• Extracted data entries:
- - - - -
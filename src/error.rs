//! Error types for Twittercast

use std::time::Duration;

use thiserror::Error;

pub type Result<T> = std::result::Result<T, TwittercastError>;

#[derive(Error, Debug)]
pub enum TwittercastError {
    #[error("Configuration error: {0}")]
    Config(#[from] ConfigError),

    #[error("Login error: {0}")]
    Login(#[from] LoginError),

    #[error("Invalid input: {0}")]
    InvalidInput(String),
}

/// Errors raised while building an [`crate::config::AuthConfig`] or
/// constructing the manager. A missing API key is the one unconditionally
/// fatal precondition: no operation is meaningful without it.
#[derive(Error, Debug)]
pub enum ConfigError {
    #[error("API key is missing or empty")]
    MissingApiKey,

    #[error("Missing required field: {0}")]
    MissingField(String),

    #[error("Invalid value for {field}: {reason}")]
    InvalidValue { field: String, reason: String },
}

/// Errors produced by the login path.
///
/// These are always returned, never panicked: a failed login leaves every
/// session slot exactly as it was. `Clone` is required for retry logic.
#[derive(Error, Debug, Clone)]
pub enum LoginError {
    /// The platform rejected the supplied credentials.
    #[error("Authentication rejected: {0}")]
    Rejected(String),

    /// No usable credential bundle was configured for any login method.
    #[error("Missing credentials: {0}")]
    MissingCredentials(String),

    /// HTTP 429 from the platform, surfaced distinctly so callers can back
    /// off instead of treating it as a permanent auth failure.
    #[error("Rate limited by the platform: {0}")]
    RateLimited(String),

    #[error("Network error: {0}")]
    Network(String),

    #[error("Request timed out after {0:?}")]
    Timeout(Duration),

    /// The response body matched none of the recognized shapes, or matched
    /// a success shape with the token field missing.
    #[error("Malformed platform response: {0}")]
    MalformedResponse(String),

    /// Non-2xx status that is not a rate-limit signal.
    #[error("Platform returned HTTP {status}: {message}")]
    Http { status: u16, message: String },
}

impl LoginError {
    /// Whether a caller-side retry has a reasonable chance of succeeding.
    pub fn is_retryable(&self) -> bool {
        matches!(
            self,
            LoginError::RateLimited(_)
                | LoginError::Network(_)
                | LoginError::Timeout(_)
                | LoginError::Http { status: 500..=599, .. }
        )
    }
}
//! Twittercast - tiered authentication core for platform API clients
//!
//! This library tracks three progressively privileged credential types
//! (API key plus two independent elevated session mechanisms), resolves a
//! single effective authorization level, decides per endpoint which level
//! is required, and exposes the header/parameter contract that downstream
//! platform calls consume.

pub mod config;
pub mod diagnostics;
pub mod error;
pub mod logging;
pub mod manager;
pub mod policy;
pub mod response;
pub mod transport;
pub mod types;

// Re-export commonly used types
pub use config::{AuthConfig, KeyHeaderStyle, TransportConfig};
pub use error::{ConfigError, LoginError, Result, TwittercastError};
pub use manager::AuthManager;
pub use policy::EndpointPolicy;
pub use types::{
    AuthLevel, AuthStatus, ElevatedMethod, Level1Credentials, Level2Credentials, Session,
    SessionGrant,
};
- - - - -
• Problem: Please tally every line of the entries that holds "Result" and answer with that figure alone.

• Written solution: 2